ACTIVITY ▸ Look through the entries below for the string "SqliteConnectionManager", and copy each line where it is found.

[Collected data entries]
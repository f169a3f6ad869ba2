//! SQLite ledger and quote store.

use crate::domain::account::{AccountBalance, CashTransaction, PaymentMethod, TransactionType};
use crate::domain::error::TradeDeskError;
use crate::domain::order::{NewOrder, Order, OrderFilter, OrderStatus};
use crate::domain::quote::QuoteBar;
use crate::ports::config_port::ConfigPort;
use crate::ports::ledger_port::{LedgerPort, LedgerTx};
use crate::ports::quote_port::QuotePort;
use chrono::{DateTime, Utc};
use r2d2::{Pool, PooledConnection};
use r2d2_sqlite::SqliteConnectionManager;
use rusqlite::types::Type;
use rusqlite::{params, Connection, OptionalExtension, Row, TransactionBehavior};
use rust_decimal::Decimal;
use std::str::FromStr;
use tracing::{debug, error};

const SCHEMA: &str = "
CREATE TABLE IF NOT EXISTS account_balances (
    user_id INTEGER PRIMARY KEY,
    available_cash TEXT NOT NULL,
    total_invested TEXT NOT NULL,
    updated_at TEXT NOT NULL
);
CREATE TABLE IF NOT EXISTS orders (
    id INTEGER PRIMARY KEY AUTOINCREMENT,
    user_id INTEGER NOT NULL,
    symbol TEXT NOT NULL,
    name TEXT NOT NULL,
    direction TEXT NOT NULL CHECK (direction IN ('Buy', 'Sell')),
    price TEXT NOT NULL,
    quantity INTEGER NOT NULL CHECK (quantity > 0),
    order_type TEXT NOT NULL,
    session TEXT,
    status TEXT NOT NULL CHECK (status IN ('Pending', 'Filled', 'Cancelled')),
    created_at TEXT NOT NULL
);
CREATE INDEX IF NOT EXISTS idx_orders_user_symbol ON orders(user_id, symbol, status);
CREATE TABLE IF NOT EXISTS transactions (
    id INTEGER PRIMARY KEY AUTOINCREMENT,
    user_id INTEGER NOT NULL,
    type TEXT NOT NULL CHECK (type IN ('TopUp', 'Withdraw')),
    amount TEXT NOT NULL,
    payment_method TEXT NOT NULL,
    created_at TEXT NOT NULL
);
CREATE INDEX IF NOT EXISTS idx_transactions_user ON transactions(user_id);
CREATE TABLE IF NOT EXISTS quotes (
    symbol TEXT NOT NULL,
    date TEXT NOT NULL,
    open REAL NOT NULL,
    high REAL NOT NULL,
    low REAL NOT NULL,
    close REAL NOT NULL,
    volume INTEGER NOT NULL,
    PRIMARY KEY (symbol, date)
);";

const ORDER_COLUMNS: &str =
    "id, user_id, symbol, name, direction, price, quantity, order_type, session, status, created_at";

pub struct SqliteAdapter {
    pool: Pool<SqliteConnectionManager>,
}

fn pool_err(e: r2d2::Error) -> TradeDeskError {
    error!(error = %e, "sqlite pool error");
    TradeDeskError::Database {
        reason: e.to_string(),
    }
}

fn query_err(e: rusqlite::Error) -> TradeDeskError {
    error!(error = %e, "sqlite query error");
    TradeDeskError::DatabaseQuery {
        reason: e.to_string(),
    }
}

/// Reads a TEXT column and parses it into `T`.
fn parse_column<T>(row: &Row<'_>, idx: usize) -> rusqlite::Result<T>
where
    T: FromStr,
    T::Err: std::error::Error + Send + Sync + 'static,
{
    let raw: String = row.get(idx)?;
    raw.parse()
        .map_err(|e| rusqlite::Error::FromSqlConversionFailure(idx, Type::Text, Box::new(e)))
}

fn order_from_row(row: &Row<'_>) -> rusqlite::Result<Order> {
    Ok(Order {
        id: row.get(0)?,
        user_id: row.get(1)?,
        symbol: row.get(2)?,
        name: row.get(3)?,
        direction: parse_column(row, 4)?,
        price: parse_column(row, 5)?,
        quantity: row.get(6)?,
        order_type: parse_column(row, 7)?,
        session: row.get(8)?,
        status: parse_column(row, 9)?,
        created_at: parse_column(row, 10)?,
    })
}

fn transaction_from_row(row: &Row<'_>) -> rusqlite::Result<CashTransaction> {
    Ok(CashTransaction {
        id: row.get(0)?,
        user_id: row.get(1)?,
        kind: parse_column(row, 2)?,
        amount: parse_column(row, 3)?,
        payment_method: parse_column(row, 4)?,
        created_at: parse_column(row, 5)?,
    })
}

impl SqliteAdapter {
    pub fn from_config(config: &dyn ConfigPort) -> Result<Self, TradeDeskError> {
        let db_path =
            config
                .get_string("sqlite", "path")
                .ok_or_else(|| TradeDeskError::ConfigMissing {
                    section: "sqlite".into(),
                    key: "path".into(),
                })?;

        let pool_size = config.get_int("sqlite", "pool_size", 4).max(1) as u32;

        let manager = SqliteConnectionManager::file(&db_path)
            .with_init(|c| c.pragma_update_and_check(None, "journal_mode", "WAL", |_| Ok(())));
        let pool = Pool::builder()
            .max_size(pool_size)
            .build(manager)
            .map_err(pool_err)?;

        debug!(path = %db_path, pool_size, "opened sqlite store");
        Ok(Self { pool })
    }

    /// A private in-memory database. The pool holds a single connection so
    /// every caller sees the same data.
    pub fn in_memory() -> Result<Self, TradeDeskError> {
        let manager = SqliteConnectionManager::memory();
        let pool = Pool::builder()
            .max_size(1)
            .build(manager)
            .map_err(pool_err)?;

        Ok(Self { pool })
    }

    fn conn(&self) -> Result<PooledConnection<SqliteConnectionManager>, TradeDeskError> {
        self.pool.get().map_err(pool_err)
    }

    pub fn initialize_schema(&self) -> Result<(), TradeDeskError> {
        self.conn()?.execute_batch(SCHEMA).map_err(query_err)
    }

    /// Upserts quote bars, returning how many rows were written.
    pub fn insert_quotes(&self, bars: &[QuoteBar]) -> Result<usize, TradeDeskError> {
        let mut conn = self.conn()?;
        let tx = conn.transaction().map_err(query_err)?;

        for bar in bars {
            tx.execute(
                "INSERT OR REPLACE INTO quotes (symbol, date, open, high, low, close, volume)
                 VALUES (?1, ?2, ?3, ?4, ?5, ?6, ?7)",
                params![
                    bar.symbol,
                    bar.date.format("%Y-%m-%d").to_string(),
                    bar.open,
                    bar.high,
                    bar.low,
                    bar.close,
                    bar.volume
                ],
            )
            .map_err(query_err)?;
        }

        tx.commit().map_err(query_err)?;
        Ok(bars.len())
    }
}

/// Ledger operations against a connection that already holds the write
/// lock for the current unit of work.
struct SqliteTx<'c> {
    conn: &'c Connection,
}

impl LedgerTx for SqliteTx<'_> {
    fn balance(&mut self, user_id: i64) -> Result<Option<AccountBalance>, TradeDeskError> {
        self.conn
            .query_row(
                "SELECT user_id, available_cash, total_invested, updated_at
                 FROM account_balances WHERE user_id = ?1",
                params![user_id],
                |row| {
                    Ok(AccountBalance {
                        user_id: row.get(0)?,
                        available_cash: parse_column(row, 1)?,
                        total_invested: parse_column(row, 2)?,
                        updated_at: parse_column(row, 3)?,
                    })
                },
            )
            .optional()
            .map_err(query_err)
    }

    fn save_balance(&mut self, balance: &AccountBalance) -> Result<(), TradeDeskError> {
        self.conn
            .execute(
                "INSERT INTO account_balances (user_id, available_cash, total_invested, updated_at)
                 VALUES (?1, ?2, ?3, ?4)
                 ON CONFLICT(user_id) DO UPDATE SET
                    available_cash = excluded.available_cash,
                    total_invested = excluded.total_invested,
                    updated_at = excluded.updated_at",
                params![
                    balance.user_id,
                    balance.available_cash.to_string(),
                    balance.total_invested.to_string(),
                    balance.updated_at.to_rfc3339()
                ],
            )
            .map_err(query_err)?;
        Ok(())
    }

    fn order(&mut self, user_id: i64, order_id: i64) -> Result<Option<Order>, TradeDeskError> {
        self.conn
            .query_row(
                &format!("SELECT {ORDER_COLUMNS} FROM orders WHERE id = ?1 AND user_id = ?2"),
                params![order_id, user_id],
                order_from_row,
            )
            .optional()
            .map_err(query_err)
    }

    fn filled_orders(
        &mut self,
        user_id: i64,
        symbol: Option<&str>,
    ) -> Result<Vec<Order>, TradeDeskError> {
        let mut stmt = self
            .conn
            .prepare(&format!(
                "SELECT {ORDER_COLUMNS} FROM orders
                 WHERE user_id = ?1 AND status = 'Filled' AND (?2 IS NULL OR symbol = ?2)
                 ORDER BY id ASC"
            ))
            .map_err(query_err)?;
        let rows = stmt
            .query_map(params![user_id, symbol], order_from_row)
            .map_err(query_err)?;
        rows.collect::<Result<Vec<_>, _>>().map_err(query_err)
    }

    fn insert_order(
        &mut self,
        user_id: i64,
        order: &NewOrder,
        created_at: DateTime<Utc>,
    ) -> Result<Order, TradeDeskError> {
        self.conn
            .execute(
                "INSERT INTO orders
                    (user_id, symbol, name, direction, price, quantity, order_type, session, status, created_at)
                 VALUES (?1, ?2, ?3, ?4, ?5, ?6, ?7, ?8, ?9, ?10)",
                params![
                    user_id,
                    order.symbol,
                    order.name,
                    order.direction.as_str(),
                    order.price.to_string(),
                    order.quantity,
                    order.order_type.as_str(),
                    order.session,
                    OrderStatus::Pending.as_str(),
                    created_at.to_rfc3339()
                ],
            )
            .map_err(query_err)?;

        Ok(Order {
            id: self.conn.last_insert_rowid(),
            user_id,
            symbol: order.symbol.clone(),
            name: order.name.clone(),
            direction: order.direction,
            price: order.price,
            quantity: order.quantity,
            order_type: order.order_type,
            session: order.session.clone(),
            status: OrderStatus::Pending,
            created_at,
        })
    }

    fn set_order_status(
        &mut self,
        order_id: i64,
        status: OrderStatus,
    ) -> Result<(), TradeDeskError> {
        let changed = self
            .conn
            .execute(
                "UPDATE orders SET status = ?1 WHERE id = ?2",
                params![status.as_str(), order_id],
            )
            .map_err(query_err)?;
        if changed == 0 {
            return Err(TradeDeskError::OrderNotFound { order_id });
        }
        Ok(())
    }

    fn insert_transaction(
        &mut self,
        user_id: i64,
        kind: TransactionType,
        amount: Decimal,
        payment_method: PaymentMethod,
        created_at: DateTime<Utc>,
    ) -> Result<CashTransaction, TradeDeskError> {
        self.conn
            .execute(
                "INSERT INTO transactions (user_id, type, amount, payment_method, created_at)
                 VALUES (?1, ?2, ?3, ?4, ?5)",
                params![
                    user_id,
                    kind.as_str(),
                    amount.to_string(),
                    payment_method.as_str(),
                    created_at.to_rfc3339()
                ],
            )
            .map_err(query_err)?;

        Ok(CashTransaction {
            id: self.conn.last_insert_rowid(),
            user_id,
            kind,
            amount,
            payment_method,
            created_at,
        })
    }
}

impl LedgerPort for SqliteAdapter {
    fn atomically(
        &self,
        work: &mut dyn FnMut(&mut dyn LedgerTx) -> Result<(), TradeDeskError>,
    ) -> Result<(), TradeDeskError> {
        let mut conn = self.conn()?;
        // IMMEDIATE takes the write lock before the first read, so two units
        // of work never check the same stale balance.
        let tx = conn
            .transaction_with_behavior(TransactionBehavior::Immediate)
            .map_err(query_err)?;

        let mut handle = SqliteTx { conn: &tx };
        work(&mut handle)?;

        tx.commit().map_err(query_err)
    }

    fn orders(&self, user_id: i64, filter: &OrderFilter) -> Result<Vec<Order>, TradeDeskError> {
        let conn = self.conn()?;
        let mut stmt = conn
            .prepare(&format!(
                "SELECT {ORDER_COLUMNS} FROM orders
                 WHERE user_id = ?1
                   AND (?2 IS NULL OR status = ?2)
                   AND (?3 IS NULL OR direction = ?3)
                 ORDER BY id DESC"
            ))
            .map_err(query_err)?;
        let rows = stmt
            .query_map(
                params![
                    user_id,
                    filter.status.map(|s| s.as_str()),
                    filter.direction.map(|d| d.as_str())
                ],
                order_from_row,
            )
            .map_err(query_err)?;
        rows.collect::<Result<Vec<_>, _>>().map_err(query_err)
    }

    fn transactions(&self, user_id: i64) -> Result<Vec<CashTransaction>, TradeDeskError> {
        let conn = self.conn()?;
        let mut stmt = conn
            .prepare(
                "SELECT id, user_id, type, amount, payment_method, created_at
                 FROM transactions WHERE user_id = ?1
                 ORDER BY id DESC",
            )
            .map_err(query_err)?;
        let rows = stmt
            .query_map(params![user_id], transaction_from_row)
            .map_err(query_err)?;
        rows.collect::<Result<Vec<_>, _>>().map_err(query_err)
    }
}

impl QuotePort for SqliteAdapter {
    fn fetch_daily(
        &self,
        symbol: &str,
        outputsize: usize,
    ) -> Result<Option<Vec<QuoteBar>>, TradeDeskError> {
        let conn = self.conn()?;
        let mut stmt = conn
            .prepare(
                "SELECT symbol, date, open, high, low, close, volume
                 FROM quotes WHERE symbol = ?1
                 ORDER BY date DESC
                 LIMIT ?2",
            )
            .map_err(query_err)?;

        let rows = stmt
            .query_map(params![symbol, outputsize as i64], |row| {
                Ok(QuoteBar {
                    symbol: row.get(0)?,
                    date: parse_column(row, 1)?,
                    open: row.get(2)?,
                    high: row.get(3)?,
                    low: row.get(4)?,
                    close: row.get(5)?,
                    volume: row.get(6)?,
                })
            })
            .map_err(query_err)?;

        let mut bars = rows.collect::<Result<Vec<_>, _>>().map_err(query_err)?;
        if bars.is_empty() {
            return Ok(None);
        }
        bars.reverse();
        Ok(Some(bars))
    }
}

COMPLETED TASK ▸
use r2d2_sqlite::SqliteConnectionManager;
    pool: Pool<SqliteConnectionManager>,
        let manager = SqliteConnectionManager::file(&db_path)
        let manager = SqliteConnectionManager::memory();
    fn conn(&self) -> Result<PooledConnection<SqliteConnectionManager>, TradeDeskError> {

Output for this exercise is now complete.